[[ Supplied material open ]]

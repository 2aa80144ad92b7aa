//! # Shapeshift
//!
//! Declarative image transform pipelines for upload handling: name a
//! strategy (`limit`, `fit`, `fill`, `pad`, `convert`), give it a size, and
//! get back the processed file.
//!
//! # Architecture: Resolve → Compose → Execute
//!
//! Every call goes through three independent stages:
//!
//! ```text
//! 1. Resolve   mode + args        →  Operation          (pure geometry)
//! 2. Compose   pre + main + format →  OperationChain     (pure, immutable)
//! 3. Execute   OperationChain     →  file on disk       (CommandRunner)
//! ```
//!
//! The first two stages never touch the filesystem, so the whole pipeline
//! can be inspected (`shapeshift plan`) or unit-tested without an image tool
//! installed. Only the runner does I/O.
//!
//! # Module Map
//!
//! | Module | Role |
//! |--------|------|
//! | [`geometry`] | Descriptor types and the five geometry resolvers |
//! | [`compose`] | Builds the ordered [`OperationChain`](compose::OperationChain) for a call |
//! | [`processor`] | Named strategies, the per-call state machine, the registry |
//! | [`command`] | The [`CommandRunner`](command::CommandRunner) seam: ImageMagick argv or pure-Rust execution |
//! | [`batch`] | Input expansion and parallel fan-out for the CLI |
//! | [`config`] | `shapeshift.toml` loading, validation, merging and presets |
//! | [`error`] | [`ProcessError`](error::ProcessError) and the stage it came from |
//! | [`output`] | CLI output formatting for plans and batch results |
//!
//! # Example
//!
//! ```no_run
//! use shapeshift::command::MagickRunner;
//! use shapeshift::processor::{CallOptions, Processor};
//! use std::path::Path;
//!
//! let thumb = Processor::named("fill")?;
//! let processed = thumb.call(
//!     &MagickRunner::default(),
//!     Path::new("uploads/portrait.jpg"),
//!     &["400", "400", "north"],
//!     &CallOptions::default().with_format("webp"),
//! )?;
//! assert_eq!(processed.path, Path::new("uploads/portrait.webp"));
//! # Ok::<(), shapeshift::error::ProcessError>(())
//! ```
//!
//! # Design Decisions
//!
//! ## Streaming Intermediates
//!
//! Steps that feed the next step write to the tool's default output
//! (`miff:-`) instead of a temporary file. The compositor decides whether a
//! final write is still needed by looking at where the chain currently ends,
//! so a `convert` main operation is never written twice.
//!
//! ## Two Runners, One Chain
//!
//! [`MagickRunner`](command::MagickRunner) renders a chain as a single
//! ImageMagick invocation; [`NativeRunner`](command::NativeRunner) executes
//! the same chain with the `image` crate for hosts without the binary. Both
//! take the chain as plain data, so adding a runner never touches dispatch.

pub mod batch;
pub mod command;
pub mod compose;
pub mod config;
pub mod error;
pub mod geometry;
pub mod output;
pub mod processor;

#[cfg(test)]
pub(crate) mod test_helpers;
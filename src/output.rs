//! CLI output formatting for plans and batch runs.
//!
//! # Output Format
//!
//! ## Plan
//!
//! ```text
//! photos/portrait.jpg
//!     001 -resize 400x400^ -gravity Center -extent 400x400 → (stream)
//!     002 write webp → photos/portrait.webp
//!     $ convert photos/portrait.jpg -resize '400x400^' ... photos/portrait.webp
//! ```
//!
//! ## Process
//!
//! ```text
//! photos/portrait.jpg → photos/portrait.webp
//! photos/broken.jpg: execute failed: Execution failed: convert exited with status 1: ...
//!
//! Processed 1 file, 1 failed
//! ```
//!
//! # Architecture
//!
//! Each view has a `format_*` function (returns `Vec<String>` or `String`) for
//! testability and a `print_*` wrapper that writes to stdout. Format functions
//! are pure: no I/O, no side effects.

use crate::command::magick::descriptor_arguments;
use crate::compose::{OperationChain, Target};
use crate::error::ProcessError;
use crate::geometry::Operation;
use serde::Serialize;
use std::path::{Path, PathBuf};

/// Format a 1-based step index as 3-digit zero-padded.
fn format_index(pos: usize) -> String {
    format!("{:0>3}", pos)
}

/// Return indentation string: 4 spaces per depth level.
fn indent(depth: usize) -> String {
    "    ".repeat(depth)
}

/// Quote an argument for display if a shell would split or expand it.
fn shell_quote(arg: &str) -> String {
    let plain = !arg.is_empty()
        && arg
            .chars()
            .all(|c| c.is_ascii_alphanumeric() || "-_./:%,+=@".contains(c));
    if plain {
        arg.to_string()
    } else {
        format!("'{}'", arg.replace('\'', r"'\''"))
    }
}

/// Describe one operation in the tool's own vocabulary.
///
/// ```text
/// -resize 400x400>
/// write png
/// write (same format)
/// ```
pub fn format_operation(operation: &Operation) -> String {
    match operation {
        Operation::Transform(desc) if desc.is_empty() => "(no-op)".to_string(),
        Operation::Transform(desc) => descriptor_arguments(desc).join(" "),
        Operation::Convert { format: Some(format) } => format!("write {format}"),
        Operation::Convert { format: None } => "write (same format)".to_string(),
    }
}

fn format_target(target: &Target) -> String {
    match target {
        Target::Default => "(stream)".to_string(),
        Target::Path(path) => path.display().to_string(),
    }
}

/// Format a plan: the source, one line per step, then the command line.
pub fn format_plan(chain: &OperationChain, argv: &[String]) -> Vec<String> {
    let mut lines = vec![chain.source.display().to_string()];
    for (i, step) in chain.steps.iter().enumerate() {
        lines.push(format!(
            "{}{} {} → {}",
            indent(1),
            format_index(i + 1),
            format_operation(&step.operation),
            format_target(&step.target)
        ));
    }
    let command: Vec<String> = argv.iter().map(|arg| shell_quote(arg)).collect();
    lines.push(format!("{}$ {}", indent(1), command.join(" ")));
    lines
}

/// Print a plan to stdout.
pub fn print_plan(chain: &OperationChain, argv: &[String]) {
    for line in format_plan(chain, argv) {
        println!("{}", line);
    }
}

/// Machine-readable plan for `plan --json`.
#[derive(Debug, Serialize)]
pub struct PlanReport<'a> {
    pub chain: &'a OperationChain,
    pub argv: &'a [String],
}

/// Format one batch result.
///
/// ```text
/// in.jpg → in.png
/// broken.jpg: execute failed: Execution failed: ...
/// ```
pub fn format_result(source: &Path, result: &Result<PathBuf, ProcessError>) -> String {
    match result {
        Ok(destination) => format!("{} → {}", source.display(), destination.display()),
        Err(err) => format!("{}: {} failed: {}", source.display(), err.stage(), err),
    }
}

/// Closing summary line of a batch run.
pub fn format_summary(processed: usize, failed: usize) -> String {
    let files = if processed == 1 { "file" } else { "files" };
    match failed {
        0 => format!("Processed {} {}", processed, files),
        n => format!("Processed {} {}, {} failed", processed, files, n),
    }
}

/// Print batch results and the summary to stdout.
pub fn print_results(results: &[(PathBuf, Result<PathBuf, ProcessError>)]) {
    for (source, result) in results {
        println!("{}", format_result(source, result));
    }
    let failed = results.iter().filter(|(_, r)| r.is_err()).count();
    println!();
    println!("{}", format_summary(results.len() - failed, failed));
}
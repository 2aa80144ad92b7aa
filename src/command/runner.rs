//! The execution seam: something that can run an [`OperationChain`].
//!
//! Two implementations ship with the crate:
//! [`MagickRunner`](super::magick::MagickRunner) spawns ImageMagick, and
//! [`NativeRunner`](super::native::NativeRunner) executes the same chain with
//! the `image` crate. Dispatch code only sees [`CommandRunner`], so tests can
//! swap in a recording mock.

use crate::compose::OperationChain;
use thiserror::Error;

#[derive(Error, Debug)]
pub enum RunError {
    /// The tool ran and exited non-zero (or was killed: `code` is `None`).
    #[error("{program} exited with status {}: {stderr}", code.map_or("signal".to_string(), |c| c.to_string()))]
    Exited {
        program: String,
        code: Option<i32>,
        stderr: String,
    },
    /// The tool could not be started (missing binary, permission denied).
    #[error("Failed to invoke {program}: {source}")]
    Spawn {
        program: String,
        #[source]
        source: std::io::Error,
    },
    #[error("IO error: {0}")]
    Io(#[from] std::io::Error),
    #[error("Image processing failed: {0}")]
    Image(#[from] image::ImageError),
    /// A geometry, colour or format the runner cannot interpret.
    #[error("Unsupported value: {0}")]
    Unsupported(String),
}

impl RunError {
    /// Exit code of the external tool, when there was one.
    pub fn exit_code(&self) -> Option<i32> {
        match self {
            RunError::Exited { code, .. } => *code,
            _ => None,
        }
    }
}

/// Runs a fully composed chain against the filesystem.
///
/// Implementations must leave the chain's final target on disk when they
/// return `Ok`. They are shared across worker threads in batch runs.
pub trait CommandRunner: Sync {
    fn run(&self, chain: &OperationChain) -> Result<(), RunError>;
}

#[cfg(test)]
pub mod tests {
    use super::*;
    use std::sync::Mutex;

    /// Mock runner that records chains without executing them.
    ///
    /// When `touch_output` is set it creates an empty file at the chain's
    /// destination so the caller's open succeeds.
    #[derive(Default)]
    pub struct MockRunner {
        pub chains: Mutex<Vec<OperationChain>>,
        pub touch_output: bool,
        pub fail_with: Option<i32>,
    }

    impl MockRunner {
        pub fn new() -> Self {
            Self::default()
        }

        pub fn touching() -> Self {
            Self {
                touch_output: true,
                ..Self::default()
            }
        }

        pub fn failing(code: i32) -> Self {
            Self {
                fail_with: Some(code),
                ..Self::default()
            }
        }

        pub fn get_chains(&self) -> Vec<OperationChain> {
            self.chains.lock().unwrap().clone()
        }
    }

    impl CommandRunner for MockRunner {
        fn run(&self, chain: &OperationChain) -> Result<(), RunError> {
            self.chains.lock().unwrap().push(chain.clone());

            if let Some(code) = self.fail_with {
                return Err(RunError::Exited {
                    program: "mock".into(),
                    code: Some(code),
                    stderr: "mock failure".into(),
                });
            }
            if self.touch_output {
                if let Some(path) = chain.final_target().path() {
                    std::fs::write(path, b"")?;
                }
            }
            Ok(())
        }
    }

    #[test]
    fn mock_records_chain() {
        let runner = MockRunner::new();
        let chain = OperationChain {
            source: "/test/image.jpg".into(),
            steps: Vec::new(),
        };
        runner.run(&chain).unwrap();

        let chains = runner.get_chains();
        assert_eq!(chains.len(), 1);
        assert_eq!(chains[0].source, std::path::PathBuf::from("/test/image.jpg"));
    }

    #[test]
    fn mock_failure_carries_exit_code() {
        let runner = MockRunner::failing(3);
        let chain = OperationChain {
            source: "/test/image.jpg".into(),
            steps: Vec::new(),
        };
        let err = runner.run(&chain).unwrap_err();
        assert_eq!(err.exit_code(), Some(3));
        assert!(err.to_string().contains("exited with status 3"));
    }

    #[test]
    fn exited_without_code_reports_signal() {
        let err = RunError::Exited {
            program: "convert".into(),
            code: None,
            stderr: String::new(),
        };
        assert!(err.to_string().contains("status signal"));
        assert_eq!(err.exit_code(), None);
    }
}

[[ Supplied material closed ]]

**Task prompt**
Sift through the material above and copy the lines that contain the word "thumb".

**Task solution**
//! let thumb = Processor::named("fill")?;
//! let processed = thumb.call(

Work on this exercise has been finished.